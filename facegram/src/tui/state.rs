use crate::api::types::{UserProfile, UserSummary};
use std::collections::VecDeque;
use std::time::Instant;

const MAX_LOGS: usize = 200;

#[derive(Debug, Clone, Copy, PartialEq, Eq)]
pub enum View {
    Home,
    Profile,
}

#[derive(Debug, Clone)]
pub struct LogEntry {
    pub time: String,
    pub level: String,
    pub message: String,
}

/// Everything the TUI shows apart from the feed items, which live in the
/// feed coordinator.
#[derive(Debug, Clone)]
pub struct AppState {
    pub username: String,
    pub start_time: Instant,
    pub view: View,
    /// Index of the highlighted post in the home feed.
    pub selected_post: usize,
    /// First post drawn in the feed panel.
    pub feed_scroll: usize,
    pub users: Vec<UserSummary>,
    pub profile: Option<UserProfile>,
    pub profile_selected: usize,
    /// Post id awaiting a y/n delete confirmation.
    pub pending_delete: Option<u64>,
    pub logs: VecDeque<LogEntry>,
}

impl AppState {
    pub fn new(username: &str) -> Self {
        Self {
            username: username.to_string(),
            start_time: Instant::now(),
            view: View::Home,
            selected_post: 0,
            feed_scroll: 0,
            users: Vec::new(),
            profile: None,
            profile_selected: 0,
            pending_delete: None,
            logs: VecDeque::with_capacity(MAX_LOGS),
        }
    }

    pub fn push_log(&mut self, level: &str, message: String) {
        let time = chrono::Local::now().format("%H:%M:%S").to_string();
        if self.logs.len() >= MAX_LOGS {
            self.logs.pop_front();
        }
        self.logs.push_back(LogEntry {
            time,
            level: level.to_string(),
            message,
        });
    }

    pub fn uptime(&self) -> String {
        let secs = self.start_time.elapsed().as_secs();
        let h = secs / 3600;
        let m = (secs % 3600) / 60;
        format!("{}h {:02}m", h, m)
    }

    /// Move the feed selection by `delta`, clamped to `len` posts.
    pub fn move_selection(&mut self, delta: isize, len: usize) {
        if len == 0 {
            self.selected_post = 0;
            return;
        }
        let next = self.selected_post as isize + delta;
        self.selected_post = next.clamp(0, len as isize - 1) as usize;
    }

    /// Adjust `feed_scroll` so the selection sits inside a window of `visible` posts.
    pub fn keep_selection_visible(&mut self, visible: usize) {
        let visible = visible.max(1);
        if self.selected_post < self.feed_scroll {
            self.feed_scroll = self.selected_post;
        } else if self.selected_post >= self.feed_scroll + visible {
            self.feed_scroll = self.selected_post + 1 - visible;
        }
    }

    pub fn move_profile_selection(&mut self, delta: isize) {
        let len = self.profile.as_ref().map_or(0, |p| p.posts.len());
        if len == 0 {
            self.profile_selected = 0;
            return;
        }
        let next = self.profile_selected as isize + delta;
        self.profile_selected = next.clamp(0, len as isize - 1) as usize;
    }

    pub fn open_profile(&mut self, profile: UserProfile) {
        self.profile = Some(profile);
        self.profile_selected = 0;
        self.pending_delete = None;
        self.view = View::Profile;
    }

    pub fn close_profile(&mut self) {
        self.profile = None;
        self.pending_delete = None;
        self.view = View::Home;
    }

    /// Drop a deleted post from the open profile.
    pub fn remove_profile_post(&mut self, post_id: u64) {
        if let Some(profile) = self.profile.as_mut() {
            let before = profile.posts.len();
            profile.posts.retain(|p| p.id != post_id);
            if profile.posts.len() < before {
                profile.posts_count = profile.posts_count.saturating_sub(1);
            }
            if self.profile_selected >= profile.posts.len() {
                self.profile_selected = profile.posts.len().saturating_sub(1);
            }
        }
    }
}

WORK REQUEST
Copy out the full listing exactly.

EXPECTED OUTPUT
filename facegram/src/tui/state.rs
use crate::api::types::{UserProfile, UserSummary};
use std::collections::VecDeque;
use std::time::Instant;

const MAX_LOGS: usize = 200;

#[derive(Debug, Clone, Copy, PartialEq, Eq)]
pub enum View {
    Home,
    Profile,
}

#[derive(Debug, Clone)]
pub struct LogEntry {
    pub time: String,
    pub level: String,
    pub message: String,
}

/// Everything the TUI shows apart from the feed items, which live in the
/// feed coordinator.
#[derive(Debug, Clone)]
pub struct AppState {
    pub username: String,
    pub start_time: Instant,
    pub view: View,
    /// Index of the highlighted post in the home feed.
    pub selected_post: usize,
    /// First post drawn in the feed panel.
    pub feed_scroll: usize,
    pub users: Vec<UserSummary>,
    pub profile: Option<UserProfile>,
    pub profile_selected: usize,
    /// Post id awaiting a y/n delete confirmation.
    pub pending_delete: Option<u64>,
    pub logs: VecDeque<LogEntry>,
}

impl AppState {
    pub fn new(username: &str) -> Self {
        Self {
            username: username.to_string(),
            start_time: Instant::now(),
            view: View::Home,
            selected_post: 0,
            feed_scroll: 0,
            users: Vec::new(),
            profile: None,
            profile_selected: 0,
            pending_delete: None,
            logs: VecDeque::with_capacity(MAX_LOGS),
        }
    }

    pub fn push_log(&mut self, level: &str, message: String) {
        let time = chrono::Local::now().format("%H:%M:%S").to_string();
        if self.logs.len() >= MAX_LOGS {
            self.logs.pop_front();
        }
        self.logs.push_back(LogEntry {
            time,
            level: level.to_string(),
            message,
        });
    }

    pub fn uptime(&self) -> String {
        let secs = self.start_time.elapsed().as_secs();
        let h = secs / 3600;
        let m = (secs % 3600) / 60;
        format!("{}h {:02}m", h, m)
    }

    /// Move the feed selection by `delta`, clamped to `len` posts.
    pub fn move_selection(&mut self, delta: isize, len: usize) {
        if len == 0 {
            self.selected_post = 0;
            return;
        }
        let next = self.selected_post as isize + delta;
        self.selected_post = next.clamp(0, len as isize - 1) as usize;
    }

    /// Adjust `feed_scroll` so the selection sits inside a window of `visible` posts.
    pub fn keep_selection_visible(&mut self, visible: usize) {
        let visible = visible.max(1);
        if self.selected_post < self.feed_scroll {
            self.feed_scroll = self.selected_post;
        } else if self.selected_post >= self.feed_scroll + visible {
            self.feed_scroll = self.selected_post + 1 - visible;
        }
    }

    pub fn move_profile_selection(&mut self, delta: isize) {
        let len = self.profile.as_ref().map_or(0, |p| p.posts.len());
        if len == 0 {
            self.profile_selected = 0;
            return;
        }
        let next = self.profile_selected as isize + delta;
        self.profile_selected = next.clamp(0, len as isize - 1) as usize;
    }

    pub fn open_profile(&mut self, profile: UserProfile) {
        self.profile = Some(profile);
        self.profile_selected = 0;
        self.pending_delete = None;
        self.view = View::Profile;
    }

    pub fn close_profile(&mut self) {
        self.profile = None;
        self.pending_delete = None;
        self.view = View::Home;
    }

    /// Drop a deleted post from the open profile.
    pub fn remove_profile_post(&mut self, post_id: u64) {
        if let Some(profile) = self.profile.as_mut() {
            let before = profile.posts.len();
            profile.posts.retain(|p| p.id != post_id);
            if profile.posts.len() < before {
                profile.posts_count = profile.posts_count.saturating_sub(1);
            }
            if self.profile_selected >= profile.posts.len() {
                self.profile_selected = profile.posts.len().saturating_sub(1);
            }
        }
    }
}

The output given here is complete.